2/ Malheureusement sur Claix il ne reste que peu de vignes par rapport à avant. Mais d'autres fruits que le raisin sont distillés pour être transformés en eau-de-vie : prunes, cerises, pomme, prunelle... suivant les régions. Et c'est la poire qui avait la vedette au moment de mon passage. J'ai bien 2kg de kiwis à apporter mais en fait j'ai tout faux. Car il aurait fallu que je possède ou loue le terrain de culture qui les a produit, et que je fasse macérer mes fruits épluchés pendants plusieurs mois (avec si je le souhaite un peu de sucre pour augmenter le d° d'alcool final) dans un récipient très étanche (faudrait pas que ça tourne au vinaigre !). Des fruits de bonne qualité à la base, à maturité et bien épluchés, voilà le secret. Et c'est par bidons de 120 litres que les gars du coin apportent leur mixture à transformer ! A partir de 50 à 60kg de fruits, ça vaut le coup de se déplacer.

3/ Le producteur mélange le gloubiboulga de jus et morceaux de fruits fermentés pour homogénéiser.

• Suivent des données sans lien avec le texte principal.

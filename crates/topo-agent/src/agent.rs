//! Core agent implementation

use crate::reporter::{LogReporter, NodeAnnotationReporter, TopologyReporter};
use crate::{config::AgentConfig, Result};
use std::future::Future;
use tokio::signal::ctrl_c;
use tokio::time::MissedTickBehavior;
use topo_adapter_gpu::{create_collector, TopologyCollector, TopologyMatrix};
use tracing::{debug, error, info, warn};

/// The topology agent: collect on a timer, publish each matrix
pub struct Agent {
    config: AgentConfig,
    collector: Box<dyn TopologyCollector>,
    reporter: Box<dyn TopologyReporter>,
}

impl Agent {
    /// Run one collection and publish the result
    pub async fn collect_once(&self) -> Result<TopologyMatrix> {
        let matrix = self.collector.collect().await?;
        self.reporter.report(&matrix).await?;
        Ok(matrix)
    }

    /// Collect periodically until `shutdown` resolves.
    ///
    /// The first run starts immediately. A failed run is logged and the
    /// loop waits for the next tick; no partial matrix is published. Failures
    /// that cannot clear on their own are logged at `error!` once.
    pub async fn run_until<F>(&self, shutdown: F) -> Result<()>
    where
        F: Future<Output = ()>,
    {
        let period = self.config.collection.effective_interval();
        let mut ticker = tokio::time::interval(period);
        ticker.set_missed_tick_behavior(MissedTickBehavior::Delay);
        tokio::pin!(shutdown);

        info!(
            "Starting {} topology collection every {}s",
            self.collector.kind(),
            period.as_secs()
        );

        let mut reported_permanent = false;
        loop {
            tokio::select! {
                _ = &mut shutdown => {
                    info!("Stopping topology collection");
                    break;
                }
                _ = ticker.tick() => {
                    match self.collect_once().await {
                        Ok(_) => reported_permanent = false,
                        Err(e) if e.is_retryable() => error!("Topology collection failed: {}", e),
                        Err(e) if !reported_permanent => {
                            error!("Topology collection failed and will keep failing: {}", e);
                            reported_permanent = true;
                        }
                        Err(e) => debug!("Topology collection failed: {}", e),
                    }
                }
            }
        }

        Ok(())
    }

    /// Run the agent until a termination signal is received
    pub async fn run(&self) -> Result<()> {
        self.run_until(wait_for_termination()).await
    }

    /// Get the agent configuration
    pub fn config(&self) -> &AgentConfig {
        &self.config
    }
}

async fn wait_for_termination() {
    #[cfg(unix)]
    {
        use tokio::signal::unix::{signal, SignalKind};

        match signal(SignalKind::terminate()) {
            Ok(mut sigterm) => {
                tokio::select! {
                    _ = sigterm.recv() => {
                        info!("Received SIGTERM");
                    }
                    _ = ctrl_c() => {
                        info!("Received Ctrl+C signal");
                    }
                }
                return;
            }
            Err(e) => warn!("Failed to install SIGTERM handler: {}", e),
        }
    }

    if let Err(e) = ctrl_c().await {
        error!("Failed to listen for Ctrl+C: {}", e);
        std::future::pending::<()>().await;
    }
    info!("Received Ctrl+C signal");
}

/// Builder for creating agents
pub struct AgentBuilder {
    config: Option<AgentConfig>,
    collector: Option<Box<dyn TopologyCollector>>,
    reporter: Option<Box<dyn TopologyReporter>>,
}

impl AgentBuilder {
    /// Create a new agent builder
    pub fn new() -> Self {
        Self {
            config: None,
            collector: None,
            reporter: None,
        }
    }

    /// Set the agent configuration
    pub fn with_config(mut self, config: AgentConfig) -> Self {
        self.config = Some(config);
        self
    }

    /// Use this collector instead of the configured one
    pub fn with_collector(mut self, collector: Box<dyn TopologyCollector>) -> Self {
        self.collector = Some(collector);
        self
    }

    /// Use this reporter instead of the configured one
    pub fn with_reporter(mut self, reporter: Box<dyn TopologyReporter>) -> Self {
        self.reporter = Some(reporter);
        self
    }

    /// Build the agent
    pub fn build(self) -> Result<Agent> {
        let config = self.config.unwrap_or_default();
        config.validate()?;

        let collector = match self.collector {
            Some(collector) => collector,
            None => create_collector(&config.collector)?,
        };

        let reporter: Box<dyn TopologyReporter> = match self.reporter {
            Some(reporter) => reporter,
            None if config.reporter.enabled => {
                Box::new(NodeAnnotationReporter::new(&config.reporter, &config.node)?)
            }
            None => {
                info!("Node annotation reporter disabled, logging matrices only");
                Box::new(LogReporter)
            }
        };

        Ok(Agent {
            config,
            collector,
            reporter,
        })
    }
}

impl Default for AgentBuilder {
    fn default() -> Self {
        Self::new()
    }
}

4/ Il passe les bidons à l'ami du distillateur qui en verse le contenu dans un des 3 vases. A noter, chaque vase est indépendant : on peut y mettre des fruits différents, ou le jus de différents producteurs, ça ne passera pas d'une cuve à l'autre.

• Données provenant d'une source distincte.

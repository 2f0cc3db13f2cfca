//! NVML (NVIDIA Management Library) backend

use crate::provider::{DeviceHandle, ProviderError, TopologyLevel, TopologyProvider, TopologySession};

use nvml_wrapper::enum_wrappers::device::TopologyLevel as NvmlTopologyLevel;
use nvml_wrapper::error::NvmlError;
use nvml_wrapper::{Device, Nvml};
use std::path::PathBuf;
use tracing::{debug, info};

/// NVML capability provider
pub struct NvmlProvider {
    library_path: Option<PathBuf>,
}

impl NvmlProvider {
    /// Create a new NVML provider. The library is loaded on `init`.
    pub fn new(library_path: Option<PathBuf>) -> Self {
        info!("Creating NVML topology provider");
        Self { library_path }
    }
}

impl TopologyProvider for NvmlProvider {
    fn init(&self) -> Result<Box<dyn TopologySession + '_>, ProviderError> {
        let nvml = match &self.library_path {
            Some(path) => {
                debug!("Loading NVML from {}", path.display());
                Nvml::builder().lib_path(path.as_os_str()).init()?
            }
            None => Nvml::init()?,
        };
        Ok(Box::new(NvmlSession { nvml: Some(nvml) }))
    }

    fn name(&self) -> &str {
        "nvml"
    }
}

/// Initialized NVML library; `None` once shut down
struct NvmlSession {
    nvml: Option<Nvml>,
}

impl NvmlSession {
    fn nvml(&self) -> Result<&Nvml, ProviderError> {
        self.nvml.as_ref().ok_or(ProviderError::Uninitialized)
    }

    /// NVML device handles borrow the library, so they are resolved per query
    fn device(&self, device: DeviceHandle) -> Result<Device<'_>, ProviderError> {
        Ok(self.nvml()?.device_by_index(device.index())?)
    }
}

impl TopologySession for NvmlSession {
    fn device_count(&self) -> Result<u32, ProviderError> {
        Ok(self.nvml()?.device_count()?)
    }

    fn device_handle(&self, index: u32) -> Result<DeviceHandle, ProviderError> {
        let handle = DeviceHandle::new(index);
        self.device(handle)?;
        Ok(handle)
    }

    fn device_uuid(&self, device: DeviceHandle) -> Result<String, ProviderError> {
        Ok(self.device(device)?.uuid()?)
    }

    fn device_pci_bus_id(&self, device: DeviceHandle) -> Result<String, ProviderError> {
        Ok(self.device(device)?.pci_info()?.bus_id)
    }

    fn common_ancestor_level(
        &self,
        first: DeviceHandle,
        second: DeviceHandle,
    ) -> Result<TopologyLevel, ProviderError> {
        let level = self
            .device(first)?
            .topology_common_ancestor(self.device(second)?)?;
        Ok(match level {
            NvmlTopologyLevel::Internal => TopologyLevel::Internal,
            NvmlTopologyLevel::Single => TopologyLevel::Single,
            NvmlTopologyLevel::Multiple => TopologyLevel::Multiple,
            NvmlTopologyLevel::HostBridge => TopologyLevel::HostBridge,
            NvmlTopologyLevel::Node => TopologyLevel::Node,
            NvmlTopologyLevel::System => TopologyLevel::System,
        })
    }

    fn link_enabled(&self, device: DeviceHandle, slot: u32) -> Result<bool, ProviderError> {
        Ok(self.device(device)?.link_wrapper_for(slot).is_active()?)
    }

    fn link_remote_pci_bus_id(&self, device: DeviceHandle, slot: u32) -> Result<String, ProviderError> {
        Ok(self.device(device)?.link_wrapper_for(slot).remote_pci_info()?.bus_id)
    }

    fn shutdown(&mut self) -> Result<(), ProviderError> {
        match self.nvml.take() {
            Some(nvml) => {
                info!("Shutting down NVML");
                Ok(nvml.shutdown()?)
            }
            None => Ok(()),
        }
    }
}

impl From<NvmlError> for ProviderError {
    fn from(e: NvmlError) -> Self {
        match e {
            NvmlError::Uninitialized => ProviderError::Uninitialized,
            NvmlError::NotSupported => ProviderError::NotSupported(e.to_string()),
            NvmlError::InvalidArg => ProviderError::InvalidArgument(e.to_string()),
            NvmlError::NotFound => ProviderError::NotFound(e.to_string()),
            NvmlError::UnexpectedVariant(raw) => {
                ProviderError::NotSupported(format!("unexpected value {} from NVML", raw))
            }
            other => ProviderError::Failed(other.to_string()),
        }
    }
}

#[cfg(test)]
mod tests {
    use super::*;

    #[test]
    fn test_nvml_provider_creation() {
        let provider = NvmlProvider::new(None);
        assert_eq!(provider.name(), "nvml");
    }

    #[test]
    fn test_nvml_error_mapping() {
        assert_eq!(ProviderError::from(NvmlError::Uninitialized), ProviderError::Uninitialized);
        assert!(matches!(
            ProviderError::from(NvmlError::NotSupported),
            ProviderError::NotSupported(_)
        ));
        assert!(matches!(
            ProviderError::from(NvmlError::UnexpectedVariant(60)),
            ProviderError::NotSupported(_)
        ));
        assert!(matches!(
            ProviderError::from(NvmlError::GpuLost),
            ProviderError::Failed(_)
        ));
    }

    #[test]
    fn test_missing_library_fails_init() {
        let provider = NvmlProvider::new(Some(PathBuf::from("/nonexistent/libnvidia-ml.so.1")));
        assert!(provider.init().is_err());
    }
}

5/ La vapeur qui arrive sous le vase commence à en chauffer le contenu. Oui, je le constate bien, ça fume lorsque le gars ouvre le vase pour y mettre la bouillie, et ça commence à bouillonner dans le vase dès que c'est versé ! Il est temps de refermer le couvercle pour que le tout monte en pression et que de la vapeur d'alcool se forme. Voilà, 20 minutes de patience maintenant...

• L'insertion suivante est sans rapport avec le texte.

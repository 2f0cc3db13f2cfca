//! Configuration management for the topology agent

use serde::{Deserialize, Serialize};
use std::path::PathBuf;
use std::time::Duration;
use topo_adapter_gpu::CollectorConfig;
use tracing::warn;

/// Annotation carrying the serialized topology matrix
pub const DEFAULT_ANNOTATION_KEY: &str = "gpu.topology/value";

/// Collection period used when none (or zero) is configured
pub const DEFAULT_INTERVAL_SECONDS: u64 = 60;

const SERVICE_ACCOUNT_DIR: &str = "/var/run/secrets/kubernetes.io/serviceaccount";

/// Complete configuration for the topology agent
#[derive(Debug, Clone, Default, Serialize, Deserialize)]
#[serde(default)]
pub struct AgentConfig {
    /// Node the matrix is published to
    pub node: NodeConfig,

    /// Collection scheduling
    pub collection: CollectionConfig,

    /// Collector strategy and provider backend
    pub collector: CollectorConfig,

    /// Node annotation reporter
    pub reporter: ReporterConfig,

    /// Logging configuration
    pub logging: LoggingConfig,
}

/// Node identity
#[derive(Debug, Clone, Serialize, Deserialize)]
#[serde(default)]
pub struct NodeConfig {
    /// Kubernetes node name, defaults to `$NODE_NAME`
    pub name: String,

    /// Annotation key the matrix is written under
    pub annotation_key: String,
}

/// Collection scheduling configuration
#[derive(Debug, Clone, Serialize, Deserialize)]
#[serde(default)]
pub struct CollectionConfig {
    /// Seconds between collection runs
    pub interval_seconds: u64,

    /// Trigger collection on node resource changes instead of a timer.
    /// Not supported yet; validation rejects it.
    pub watch: bool,
}

/// Reporter configuration
#[derive(Debug, Clone, Serialize, Deserialize)]
#[serde(default)]
pub struct ReporterConfig {
    /// Patch the node annotation; when disabled the matrix is only logged
    pub enabled: bool,

    /// API server URL, defaults to the in-cluster service address
    pub api_server: Option<String>,

    /// Bearer token file
    pub token_path: PathBuf,

    /// Cluster CA bundle
    pub ca_cert_path: PathBuf,

    /// Request timeout (seconds)
    pub timeout_seconds: u64,
}

/// Logging configuration
#[derive(Debug, Clone, Serialize, Deserialize)]
#[serde(default)]
pub struct LoggingConfig {
    /// Log level (trace, debug, info, warn, error)
    pub level: String,

    /// Log format (text, json)
    pub format: String,

    /// Show target in logs
    pub show_target: bool,

    /// Show thread IDs in logs
    pub show_thread_ids: bool,

    /// Show line numbers in logs
    pub show_line_numbers: bool,
}

impl Default for NodeConfig {
    fn default() -> Self {
        Self {
            name: std::env::var("NODE_NAME").unwrap_or_default(),
            annotation_key: DEFAULT_ANNOTATION_KEY.to_string(),
        }
    }
}

impl Default for CollectionConfig {
    fn default() -> Self {
        Self {
            interval_seconds: DEFAULT_INTERVAL_SECONDS,
            watch: false,
        }
    }
}

impl CollectionConfig {
    /// Collection period; a zero interval falls back to the default
    pub fn effective_interval(&self) -> Duration {
        if self.interval_seconds == 0 {
            warn!(
                "Invalid collection interval 0s, using default {}s",
                DEFAULT_INTERVAL_SECONDS
            );
            Duration::from_secs(DEFAULT_INTERVAL_SECONDS)
        } else {
            Duration::from_secs(self.interval_seconds)
        }
    }
}

impl Default for ReporterConfig {
    fn default() -> Self {
        Self {
            enabled: true,
            api_server: None,
            token_path: PathBuf::from(SERVICE_ACCOUNT_DIR).join("token"),
            ca_cert_path: PathBuf::from(SERVICE_ACCOUNT_DIR).join("ca.crt"),
            timeout_seconds: 10,
        }
    }
}

impl Default for LoggingConfig {
    fn default() -> Self {
        Self {
            level: "info".to_string(),
            format: "text".to_string(),
            show_target: true,
            show_thread_ids: false,
            show_line_numbers: false,
        }
    }
}

impl AgentConfig {
    /// Load configuration from a file
    pub fn from_file<P: AsRef<std::path::Path>>(path: P) -> crate::Result<Self> {
        let content = std::fs::read_to_string(path)
            .map_err(|e| crate::AgentError::Config(format!("Failed to read config file: {}", e)))?;

        let config: AgentConfig = serde_yaml::from_str(&content)
            .map_err(|e| crate::AgentError::Config(format!("Failed to parse config: {}", e)))?;

        Ok(config)
    }

    /// Save configuration to a file
    pub fn to_file<P: AsRef<std::path::Path>>(&self, path: P) -> crate::Result<()> {
        let content = serde_yaml::to_string(self)
            .map_err(|e| crate::AgentError::Config(format!("Failed to serialize config: {}", e)))?;

        std::fs::write(path, content)
            .map_err(|e| crate::AgentError::Config(format!("Failed to write config file: {}", e)))?;

        Ok(())
    }

    /// Validate the configuration
    pub fn validate(&self) -> crate::Result<()> {
        self.collector
            .validate()
            .map_err(|e| crate::AgentError::Config(format!("Collector config validation failed: {}", e)))?;

        if self.node.annotation_key.is_empty() {
            return Err(crate::AgentError::Config("Annotation key cannot be empty".to_string()));
        }

        if self.collection.watch {
            return Err(crate::AgentError::Config(
                "Watch-triggered collection is not implemented, use interval_seconds".to_string(),
            ));
        }

        if self.reporter.enabled {
            if self.node.name.is_empty() {
                return Err(crate::AgentError::Config(
                    "Node name is required when the reporter is enabled (set node.name or NODE_NAME)".to_string(),
                ));
            }
            if self.reporter.timeout_seconds == 0 {
                return Err(crate::AgentError::Config("Reporter timeout must be greater than 0".to_string()));
            }
        }

        match self.logging.level.as_str() {
            "trace" | "debug" | "info" | "warn" | "error" => {}
            _ => return Err(crate::AgentError::Config(format!("Invalid log level: {}", self.logging.level))),
        }

        match self.logging.format.as_str() {
            "text" | "json" => {}
            _ => return Err(crate::AgentError::Config(format!("Invalid log format: {}", self.logging.format))),
        }

        Ok(())
    }
}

En attendant, pour vous mettre un peu dans l'ambiance :


distillateur ambulant par testsdesophie


Et de encore plus près (désolée, il n'y a pas la bonne odeur !) :


distillateur ambulant (2) par testsdesophie

Et ensuite...

blog distillateur alambic ambulant itinérante eau-de-vie (3)

6/ Le jus fermenté passe à l'état de vapeur. La vapeur composée d'éthanol, de méthanol et d'eau passe dans les 2 colonnes de rectification pour éliminer de l'eau et le méthanol très toxique. Puis la vapeur d'éthanol passe dans le serpentin du condenseur, refroidit (le serpentin est plongé dans de l'eau froide) et redevient du liquide.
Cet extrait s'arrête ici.